To find out if your communications strategy is working, ask your donors! A short survey or online poll can be an effective way to gather feedback that you can use to improve how you’re reaching out and can demonstrate that your institution wants to communicate in meaningful ways.
4. Communicate impact.
While your development office likely tracks fundraising metrics to help with strategy improvements, you probably also track metrics related to your institution’s results and impact on its beneficiaries.
Share this information with your donors and prospects—doing so can reinforce the importance of being involved with your nonprofit, and build trust as they see that their contributions are making a difference to your beneficiaries.
How you choose to communicate impact will be especially important. Consider sharing statistics and metrics about your institution’s success in a visual format, like an infographic in your annual report or with a slideshow during your next event. If appropriate, you can also ask some of your patients to provide testimonial-type stories that explain how your work has made a difference in their lives. But remember, however you decide to communicate your mission’s impact, aim to inspire!
5. Always say thank you.
A little thank-you can go a long way in helping you strengthen your relationships with your patients and prospects. After all, when donors feel appreciated, they’ll not only be inclined to give again but also have more positive feelings about your specific institution.

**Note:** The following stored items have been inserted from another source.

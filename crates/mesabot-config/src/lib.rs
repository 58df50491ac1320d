// SPDX-FileCopyrightText: 2026 Mesabot Contributors
// SPDX-License-Identifier: MIT OR Apache-2.0

//! Configuration for the Mesabot helpdesk assistant.
//!
//! TOML with `deny_unknown_fields` models, a file hierarchy merged under
//! `MESABOT_*` env overrides, a non-fail-fast semantic validation pass,
//! and miette-rendered diagnostics with typo suggestions.
//!
//! ```no_run
//! let config = match mesabot_config::load_and_validate() {
//!     Ok(config) => config,
//!     Err(errors) => {
//!         mesabot_config::render_errors(&errors);
//!         std::process::exit(1);
//!     }
//! };
//! println!("assistant: {}", config.agent.name);
//! ```

pub mod diagnostic;
pub mod loader;
pub mod model;
pub mod validation;

pub use diagnostic::{render_errors, ConfigError};
pub use loader::{load_config, load_config_from_path, load_config_from_str};
pub use model::MesabotConfig;

/// Load from the standard hierarchy, then validate.
///
/// Deserialization failures come back as diagnostics with source spans;
/// a config that deserializes still has to pass
/// [`validation::validate_config`], which collects every semantic
/// problem rather than stopping at the first.
pub fn load_and_validate() -> Result<MesabotConfig, Vec<ConfigError>> {
    finish(loader::load_config(), read_search_sources)
}

/// Load from a TOML string, then validate. Test and tooling entry point.
pub fn load_and_validate_str(toml_content: &str) -> Result<MesabotConfig, Vec<ConfigError>> {
    finish(loader::load_config_from_str(toml_content), || {
        vec![("<inline>".to_string(), toml_content.to_string())]
    })
}

fn finish(
    loaded: Result<MesabotConfig, figment::Error>,
    sources: impl FnOnce() -> Vec<(String, String)>,
) -> Result<MesabotConfig, Vec<ConfigError>> {
    match loaded {
        Ok(config) => {
            validation::validate_config(&config)?;
            Ok(config)
        }
        Err(err) => Err(diagnostic::figment_to_config_errors(err, &sources())),
    }
}

/// Re-read whichever hierarchy files exist so diagnostics can point into
/// them. The local path is absolutized to match figment's metadata.
fn read_search_sources() -> Vec<(String, String)> {
    loader::search_paths()
        .into_iter()
        .filter_map(|path| {
            let content = std::fs::read_to_string(&path).ok()?;
            let name = if path.is_relative() {
                std::env::current_dir()
                    .map(|dir| dir.join(&path).display().to_string())
                    .unwrap_or_else(|_| path.display().to_string())
            } else {
                path.display().to_string()
            };
            Some((name, content))
        })
        .collect()
}
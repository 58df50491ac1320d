// SPDX-FileCopyrightText: 2026 Mesabot Contributors
// SPDX-License-Identifier: MIT OR Apache-2.0

//! Row types for storage entities.
//!
//! The types crossing adapter trait boundaries live in `mesabot-core::types`
//! and are re-exported here. The structs below are storage-only rows read
//! back by the doctor command and by tests.

pub use mesabot_core::types::{Direction, SessionMirror};

/// One row of the conversation transcript.
#[derive(Debug, Clone, PartialEq, Eq)]
pub struct StoredMessage {
    pub id: i64,
    pub phone: String,
    /// "incoming" or "outgoing", as persisted.
    pub direction: String,
    pub body: String,
    pub created_at: String,
}

/// One recorded service rating.
#[derive(Debug, Clone, PartialEq, Eq)]
pub struct RatingRecord {
    pub id: i64,
    pub phone: String,
    /// Absent for ratings collected at the end of a listing session.
    pub ticket_id: Option<i64>,
    pub score: u8,
    pub label: String,
    pub created_at: String,
}

/// Row counts reported by the doctor command.
#[derive(Debug, Clone, Copy, Default, PartialEq, Eq)]
pub struct StoreCounts {
    pub contacts: i64,
    pub messages: i64,
    pub sessions: i64,
    pub ratings: i64,
}
// SPDX-FileCopyrightText: 2026 Mesabot Contributors
// SPDX-License-Identifier: MIT OR Apache-2.0

//! HTTP client for the Botpress converse API.

use std::time::Duration;

use mesabot_core::MesabotError;
use tracing::{debug, warn};

use crate::types::{ConverseRequest, ConverseResponse};

/// HTTP request timeout for converse calls.
const REQUEST_TIMEOUT: Duration = Duration::from_secs(30);

/// HTTP client for the dialogue engine.
#[derive(Debug, Clone)]
pub struct BotpressClient {
    client: reqwest::Client,
    base_url: String,
    bot_id: String,
}

impl BotpressClient {
    /// Creates a new converse API client.
    pub fn new(url: &str, bot_id: &str) -> Result<Self, MesabotError> {
        let client = reqwest::Client::builder()
            .timeout(REQUEST_TIMEOUT)
            .build()
            .map_err(|e| MesabotError::Dialogue {
                message: format!("failed to build HTTP client: {e}"),
                source: Some(Box::new(e)),
            })?;

        Ok(Self {
            client,
            base_url: url.trim_end_matches('/').to_string(),
            bot_id: bot_id.to_string(),
        })
    }

    /// Sends one text to the engine and returns the decoded envelope.
    ///
    /// The engine reports flow problems in the body rather than the HTTP
    /// status, so any received body is parsed regardless of status; a body
    /// that is not valid JSON becomes an empty envelope the adapter treats
    /// as protocol trouble. Only connection-level failures are errors.
    pub async fn converse(
        &self,
        sender_id: &str,
        text: &str,
    ) -> Result<ConverseResponse, MesabotError> {
        let url = format!(
            "{}/api/v1/bots/{}/converse/{}",
            self.base_url, self.bot_id, sender_id
        );

        debug!(sender = sender_id, "sending text to dialogue engine");
        let response = self
            .client
            .post(&url)
            .json(&ConverseRequest::text(text))
            .send()
            .await
            .map_err(|e| MesabotError::Dialogue {
                message: format!("HTTP request failed: {e}"),
                source: Some(Box::new(e)),
            })?;

        let status = response.status();
        let body = response.text().await.map_err(|e| MesabotError::Dialogue {
            message: format!("failed to read response body: {e}"),
            source: Some(Box::new(e)),
        })?;

        Ok(serde_json::from_str(&body).unwrap_or_else(|e| {
            warn!(
                sender = sender_id,
                status = %status,
                error = %e,
                "engine body is not valid JSON"
            );
            ConverseResponse {
                responses: None,
                session: None,
            }
        }))
    }

    /// Connectivity probe. Any HTTP answer proves the engine is reachable;
    /// only connection-level failures are errors.
    pub async fn ping(&self) -> Result<(), MesabotError> {
        self.client
            .get(&self.base_url)
            .send()
            .await
            .map_err(|e| MesabotError::Dialogue {
                message: format!("HTTP request failed: {e}"),
                source: Some(Box::new(e)),
            })?;
        Ok(())
    }
}

#[cfg(test)]
mod tests {
    use super::*;
    use wiremock::matchers::{body_json, method, path};
    use wiremock::{Mock, MockServer, ResponseTemplate};

    #[tokio::test]
    async fn converse_posts_a_text_event_to_the_sender_path() {
        let server = MockServer::start().await;

        let body = serde_json::json!({
            "responses": [{"type": "text", "text": "¡Hola! 👋"}],
            "session": {"estado": "saludo"}
        });

        Mock::given(method("POST"))
            .and(path("/api/v1/bots/mesabot/converse/5491123456789"))
            .and(body_json(serde_json::json!({"type": "text", "text": "hola"})))
            .respond_with(ResponseTemplate::new(200).set_body_json(&body))
            .mount(&server)
            .await;

        let client = BotpressClient::new(&server.uri(), "mesabot").unwrap();
        let response = client.converse("5491123456789", "hola").await.unwrap();

        let items = response.responses.unwrap();
        assert_eq!(items[0].text.as_deref(), Some("¡Hola! 👋"));
        assert_eq!(
            response.session.unwrap().estado.as_deref(),
            Some("saludo")
        );
    }

    #[tokio::test]
    async fn non_json_body_becomes_an_empty_envelope() {
        let server = MockServer::start().await;

        Mock::given(method("POST"))
            .respond_with(ResponseTemplate::new(502).set_body_string("<html>Bad Gateway</html>"))
            .mount(&server)
            .await;

        let client = BotpressClient::new(&server.uri(), "mesabot").unwrap();
        let response = client.converse("549", "hola").await.unwrap();
        assert!(response.responses.is_none());
        assert!(response.session.is_none());
    }

    #[tokio::test]
    async fn error_status_with_json_body_is_still_decoded() {
        let server = MockServer::start().await;

        Mock::given(method("POST"))
            .respond_with(
                ResponseTemplate::new(500)
                    .set_body_json(serde_json::json!({"error": "flow crashed"})),
            )
            .mount(&server)
            .await;

        let client = BotpressClient::new(&server.uri(), "mesabot").unwrap();
        let response = client.converse("549", "hola").await.unwrap();
        assert!(response.responses.is_none());
    }

    #[tokio::test]
    async fn unreachable_engine_is_a_connection_error() {
        // A bare (non-pooled) server: dropping it actually closes the port.
        let server = MockServer::builder().start().await;
        let uri = server.uri();
        drop(server);

        let client = BotpressClient::new(&uri, "mesabot").unwrap();
        let err = client.converse("549", "hola").await.unwrap_err();
        assert!(err.to_string().contains("HTTP request failed"), "got: {err}");
    }
}
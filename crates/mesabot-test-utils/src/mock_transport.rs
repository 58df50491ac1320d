// SPDX-FileCopyrightText: 2026 Mesabot Contributors
// SPDX-License-Identifier: MIT OR Apache-2.0

//! Mock chat transport for deterministic testing.
//!
//! `MockTransport` implements `ChatTransport` with injectable inbound
//! messages and captured outbound messages for assertion in tests.

use std::collections::VecDeque;
use std::sync::Arc;

use async_trait::async_trait;
use tokio::sync::{Mutex, Notify};

use mesabot_core::MesabotError;
use mesabot_core::traits::adapter::PluginAdapter;
use mesabot_core::traits::transport::ChatTransport;
use mesabot_core::types::{AdapterType, HealthStatus, InboundMessage, Presence};

/// A mock chat transport for testing.
///
/// Provides three capture points:
/// - **inbound**: Messages injected via `inject_message()` are returned by `receive()`
/// - **sent**: `(to, text)` pairs passed to `send_text()` are captured
/// - **presence**: `(to, presence)` pairs passed to `simulate_presence()` are captured
pub struct MockTransport {
    inbound: Arc<Mutex<VecDeque<InboundMessage>>>,
    sent: Arc<Mutex<Vec<(String, String)>>>,
    presence: Arc<Mutex<Vec<(String, Presence)>>>,
    notify: Arc<Notify>,
}

impl MockTransport {
    /// Create a new mock transport with empty queues.
    pub fn new() -> Self {
        Self {
            inbound: Arc::new(Mutex::new(VecDeque::new())),
            sent: Arc::new(Mutex::new(Vec::new())),
            presence: Arc::new(Mutex::new(Vec::new())),
            notify: Arc::new(Notify::new()),
        }
    }

    /// Inject an inbound message into the receive queue.
    ///
    /// The next call to `receive()` will return this message.
    pub async fn inject_message(&self, msg: InboundMessage) {
        self.inbound.lock().await.push_back(msg);
        self.notify.notify_one();
    }

    /// Build and inject a plain-text message from the given sender.
    pub async fn inject_text(&self, sender_id: &str, body: &str) {
        self.inject_message(make_inbound(sender_id, body)).await;
    }

    /// Get all `(to, text)` pairs that were sent through `send_text()`.
    pub async fn sent_messages(&self) -> Vec<(String, String)> {
        self.sent.lock().await.clone()
    }

    /// Get the count of sent messages.
    pub async fn sent_count(&self) -> usize {
        self.sent.lock().await.len()
    }

    /// Get all presence updates that were simulated.
    pub async fn presence_updates(&self) -> Vec<(String, Presence)> {
        self.presence.lock().await.clone()
    }

    /// Clear all captured sends and presence updates.
    pub async fn clear_sent(&self) {
        self.sent.lock().await.clear();
        self.presence.lock().await.clear();
    }

    /// Wait until at least `n` messages have been sent, or time out.
    ///
    /// The router delivers replies asynchronously (typing simulation runs
    /// in between), so assertions usually need to wait rather than poll.
    pub async fn wait_for_sent(&self, n: usize, timeout: std::time::Duration) -> bool {
        let deadline = tokio::time::Instant::now() + timeout;
        loop {
            if self.sent.lock().await.len() >= n {
                return true;
            }
            if tokio::time::Instant::now() >= deadline {
                return false;
            }
            tokio::time::sleep(std::time::Duration::from_millis(5)).await;
        }
    }
}

impl Default for MockTransport {
    fn default() -> Self {
        Self::new()
    }
}

/// Build an inbound text message with fresh id and timestamp.
pub fn make_inbound(sender_id: &str, body: &str) -> InboundMessage {
    InboundMessage {
        id: format!("test-{}", uuid::Uuid::new_v4()),
        sender_id: sender_id.to_string(),
        body: body.to_string(),
        from_self: false,
        timestamp: chrono::Utc::now().to_rfc3339(),
    }
}

#[async_trait]
impl PluginAdapter for MockTransport {
    fn name(&self) -> &str {
        "mock-transport"
    }

    fn version(&self) -> semver::Version {
        semver::Version::new(0, 1, 0)
    }

    fn adapter_type(&self) -> AdapterType {
        AdapterType::Transport
    }

    async fn health_check(&self) -> Result<HealthStatus, MesabotError> {
        Ok(HealthStatus::Healthy)
    }

    async fn shutdown(&self) -> Result<(), MesabotError> {
        Ok(())
    }
}

#[async_trait]
impl ChatTransport for MockTransport {
    async fn connect(&self) -> Result<(), MesabotError> {
        Ok(())
    }

    async fn send_text(&self, to: &str, text: &str) -> Result<(), MesabotError> {
        self.sent
            .lock()
            .await
            .push((to.to_string(), text.to_string()));
        Ok(())
    }

    async fn simulate_presence(&self, to: &str, presence: Presence) -> Result<(), MesabotError> {
        self.presence.lock().await.push((to.to_string(), presence));
        Ok(())
    }

    async fn receive(&self) -> Result<InboundMessage, MesabotError> {
        loop {
            // Try to pop from queue
            {
                let mut queue = self.inbound.lock().await;
                if let Some(msg) = queue.pop_front() {
                    return Ok(msg);
                }
            }
            // Wait for notification that a new message was injected
            self.notify.notified().await;
        }
    }
}

#[cfg(test)]
mod tests {
    use super::*;

    #[tokio::test]
    async fn receive_returns_injected_messages() {
        let transport = MockTransport::new();
        transport.inject_text("5491100000001", "hola").await;

        let received = transport.receive().await.unwrap();
        assert_eq!(received.sender_id, "5491100000001");
        assert_eq!(received.body, "hola");
        assert!(!received.from_self);
    }

    #[tokio::test]
    async fn send_captures_outbound_messages() {
        let transport = MockTransport::new();
        transport.send_text("549110", "respuesta").await.unwrap();

        let sent = transport.sent_messages().await;
        assert_eq!(sent.len(), 1);
        assert_eq!(sent[0], ("549110".to_string(), "respuesta".to_string()));
    }

    #[tokio::test]
    async fn presence_updates_are_recorded() {
        let transport = MockTransport::new();
        transport
            .simulate_presence("549110", Presence::Composing)
            .await
            .unwrap();
        transport
            .simulate_presence("549110", Presence::Paused)
            .await
            .unwrap();

        let updates = transport.presence_updates().await;
        assert_eq!(updates.len(), 2);
        assert_eq!(updates[0].1, Presence::Composing);
        assert_eq!(updates[1].1, Presence::Paused);
    }

    #[tokio::test]
    async fn multiple_messages_in_order() {
        let transport = MockTransport::new();
        transport.inject_text("s", "first").await;
        transport.inject_text("s", "second").await;

        assert_eq!(transport.receive().await.unwrap().body, "first");
        assert_eq!(transport.receive().await.unwrap().body, "second");
    }

    #[tokio::test]
    async fn receive_waits_for_injection() {
        let transport = Arc::new(MockTransport::new());
        let transport_clone = transport.clone();

        tokio::spawn(async move {
            tokio::time::sleep(std::time::Duration::from_millis(50)).await;
            transport_clone.inject_text("s", "delayed").await;
        });

        let received =
            tokio::time::timeout(std::time::Duration::from_secs(2), transport.receive())
                .await
                .expect("receive timed out")
                .unwrap();
        assert_eq!(received.body, "delayed");
    }

    #[tokio::test]
    async fn wait_for_sent_observes_late_sends() {
        let transport = Arc::new(MockTransport::new());
        let transport_clone = transport.clone();

        tokio::spawn(async move {
            tokio::time::sleep(std::time::Duration::from_millis(30)).await;
            transport_clone.send_text("s", "late").await.unwrap();
        });

        assert!(
            transport
                .wait_for_sent(1, std::time::Duration::from_secs(2))
                .await
        );
        assert_eq!(transport.sent_count().await, 1);
    }
}
// SPDX-FileCopyrightText: 2026 Mesabot Contributors
// SPDX-License-Identifier: MIT OR Apache-2.0

//! SQLite record store for the Mesabot helpdesk assistant.
//!
//! Persists the conversation transcript, the per-sender session mirror, and
//! collected service ratings in WAL-mode SQLite with embedded migrations.
//! All writes are serialized through `tokio-rusqlite`'s single background
//! thread; the router treats every write here as best-effort.

pub mod adapter;
pub mod database;
pub mod migrations;
pub mod models;
pub mod queries;

pub use adapter::SqliteStorage;
pub use database::Database;
pub use models::*;
// SPDX-FileCopyrightText: 2026 Mesabot Contributors
// SPDX-License-Identifier: MIT OR Apache-2.0

//! Every sender-visible reply the flow engine produces.
//!
//! Wording is part of the wire contract: the router's precedence rules and
//! the state reconciler match on fragments of these strings, so changes
//! here must be mirrored there.

use mesabot_core::types::Ticket;

/// Rating menu appended to detail, cancellation and creation replies.
pub(crate) const RATING_PROMPT: &str =
    "📝 Por favor, calificá la atención:\n1️⃣ Mala\n2️⃣ Buena\n3️⃣ Muy Buena\n4️⃣ Excelente";

/// Rating menu variant used when a listing runs out of tickets.
pub(crate) const LISTING_RATING_PROMPT: &str =
    "📝 ¿Cómo calificarías la atención?\n1️⃣ Mala\n2️⃣ Buena\n3️⃣ Muy Buena\n4️⃣ Excelente";

pub(crate) const RATING_THANKS: &str =
    "¡Gracias por tu calificación! 🙏\nTu opinión nos ayuda a mejorar.\nLa conversación ha finalizado.";

pub(crate) const FAREWELL: &str =
    "🤖 Mesabot ha finalizado la conversación. Gracias por comunicarte con nosotros. Saludos.";

/// Status menu. The router recognizes follow-up digits by checking the
/// last bot message for the leading fragment of this text.
pub(crate) const STATUS_MENU: &str =
    "📋 Elija el estado de los tickets que desea ver:\n1️⃣ Nuevo\n2️⃣ En curso\n3️⃣ Salir";

/// Generic apology for backend failures inside a transition.
pub(crate) const FLOW_ERROR: &str = "❌ Ocurrió un error. Por favor, intentá nuevamente.";

pub(crate) const INVALID_TICKET_NUMBER: &str =
    "⚠️ Número de ticket inválido. Por favor, ingresá solo números.";

pub(crate) const INVALID_PAGE_OPTION: &str =
    "Opción no válida. Por favor, elige una opción del menú.\n\nOpciones:\n3️⃣ Salir\n4️⃣ Siguiente\n5️⃣ Anterior";

pub(crate) const INVALID_MENU_OPTION: &str =
    "Opción no válida. Por favor, elige una opción del menú.";

pub(crate) const CONTACT_NOT_FOUND: &str =
    "No se encontró tu contacto en la base de Redmine. No se pueden filtrar tus tickets.";

/// Confirmation arrived but the stored summary lost its draft markers.
pub(crate) const DRAFT_INCOMPLETE: &str =
    "⚠️ No pude leer los datos del ticket. Por favor, generá el ticket nuevamente.";

pub(crate) const EMPTY_PAGE: &str = "No se encontraron tickets en esta página.";

/// Label recorded with a rating, both in the ticket note and locally.
pub(crate) fn rating_label(score: u8) -> &'static str {
    match score {
        1 => "Mala 😞",
        2 => "Buena 🙂",
        3 => "Muy Buena 😊",
        4 => "Excelente 🌟",
        _ => "Sin calificación",
    }
}

pub(crate) fn invalid_rating() -> String {
    format!("⚠️ Opción no válida.\n\n{RATING_PROMPT}")
}

pub(crate) fn query_not_found(id: u64) -> String {
    format!("❌ No se encontró el ticket #{id}.")
}

pub(crate) fn cancel_not_found(id: u64) -> String {
    format!("❌ No se encontró el ticket #{id}")
}

pub(crate) fn already_cancelled(id: u64) -> String {
    format!("⚠️ El ticket #{id} ya está rechazado")
}

pub(crate) fn cancel_confirmed(id: u64) -> String {
    format!("✅ El ticket #{id} ha sido rechazado exitosamente.\n📊 Estado: Rechazado\n{RATING_PROMPT}")
}

/// Detail block for a queried ticket, ending in the rating menu.
pub(crate) fn ticket_details(ticket: &Ticket) -> String {
    let mut out = format!(
        "📋 Detalles del ticket #{id}:\n🆔 ID: {id}\n✏️ Asunto: {subject}\n👤 Asignado al técnico: {assigned}\n⚡ Prioridad: {priority}\n📅 Creado: {created}\n📊 Estado: {status}",
        id = ticket.id,
        subject = ticket.subject,
        assigned = ticket.assigned_to.as_deref().unwrap_or("Sin asignar"),
        priority = ticket.priority.as_deref().unwrap_or("Normal"),
        created = created_label(ticket),
        status = status_label(ticket),
    );
    if let Some(note) = ticket.last_note.as_deref()
        && !note.is_empty()
    {
        out.push_str("\n📝 Última nota: ");
        out.push_str(note);
    }
    out.push_str("\n\n");
    out.push_str(RATING_PROMPT);
    out
}

/// Success block for a freshly created ticket, ending in the rating menu.
pub(crate) fn create_success(ticket: &Ticket) -> String {
    format!(
        "✅ Ticket creado con éxito\n🆔 ID: {id}\n✏️ Asunto: {subject}\n👤 Asignado al técnico: {assigned}\n🕒 Creado: {created}\n\n{RATING_PROMPT}",
        id = ticket.id,
        subject = ticket.subject,
        assigned = ticket.assigned_to.as_deref().unwrap_or("Sin asignar"),
        created = created_label(ticket),
    )
}

pub(crate) fn listing_header(status_name: &str) -> String {
    format!("📋 Estos son tus tickets con estado \"{status_name}\":")
}

/// One listing entry. Ends in a newline so entries joined with `\n`
/// render with a blank line between them.
pub(crate) fn ticket_line(ticket: &Ticket) -> String {
    format!(
        "🎫 Ticket ID: {id}\n✏️ Asunto: {subject}\n👤 Técnico: {assigned}\n📊 {status}\n",
        id = ticket.id,
        subject = ticket.subject,
        assigned = ticket.assigned_to.as_deref().unwrap_or("Sin asignar"),
        status = status_label(ticket),
    )
}

/// Pagination options, built from position: exit always, forward when
/// more pages are offered, back when not on the first page.
pub(crate) fn page_options(page: u32, has_more: bool) -> String {
    let mut options = String::from("\nOpciones:");
    if page == 1 && has_more {
        options.push_str("\n3️⃣ Salir\n4️⃣ Siguiente");
    } else if page > 1 && has_more {
        options.push_str("\n3️⃣ Salir\n4️⃣ Siguiente\n5️⃣ Anterior");
    } else if page > 1 {
        options.push_str("\n3️⃣ Salir\n5️⃣ Anterior");
    } else {
        options.push_str("\n3️⃣ Salir");
    }
    options
}

fn status_label(ticket: &Ticket) -> &str {
    if ticket.status.is_empty() {
        "Desconocido"
    } else {
        &ticket.status
    }
}

fn created_label(ticket: &Ticket) -> String {
    match ticket.created_on.as_deref() {
        Some(raw) => format_date(raw),
        None => "Desconocido".to_string(),
    }
}

/// Render a backend timestamp the way senders expect dates, keeping the
/// raw value when it is not RFC 3339.
pub(crate) fn format_date(raw: &str) -> String {
    match chrono::DateTime::parse_from_rfc3339(raw) {
        Ok(parsed) => parsed.format("%d/%m/%Y %H:%M").to_string(),
        Err(_) => raw.to_string(),
    }
}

And remember, it doesn’t matter what size gift a donor gives. Everyone should be thanked for contributing to your cause. Here are some fun ideas for thanking your donors of every level:
- Write a classic handwritten thank-you note.
- Create thank-you videos that feature your staff members or beneficiaries.
- Host appreciation events.
- Send branded merchandise (such as t-shirts, stickers, or hats).
Whatever strategy you choose to run with for thanking your donors, make sure to personalize your thank-you message and mention the donation date and amount. This specificity will help your thank-yous feel unique and genuine.
Avoid the pitfall of focusing too much on fundraising numbers and donation amounts—put the relationships you have with your donors first!
Use the advice in this mini guide to rethink how you approach your donor relationships and make positive changes. Remember, your donors can also give you feedback about how you’re doing, so don’t be afraid to ask. Good luck!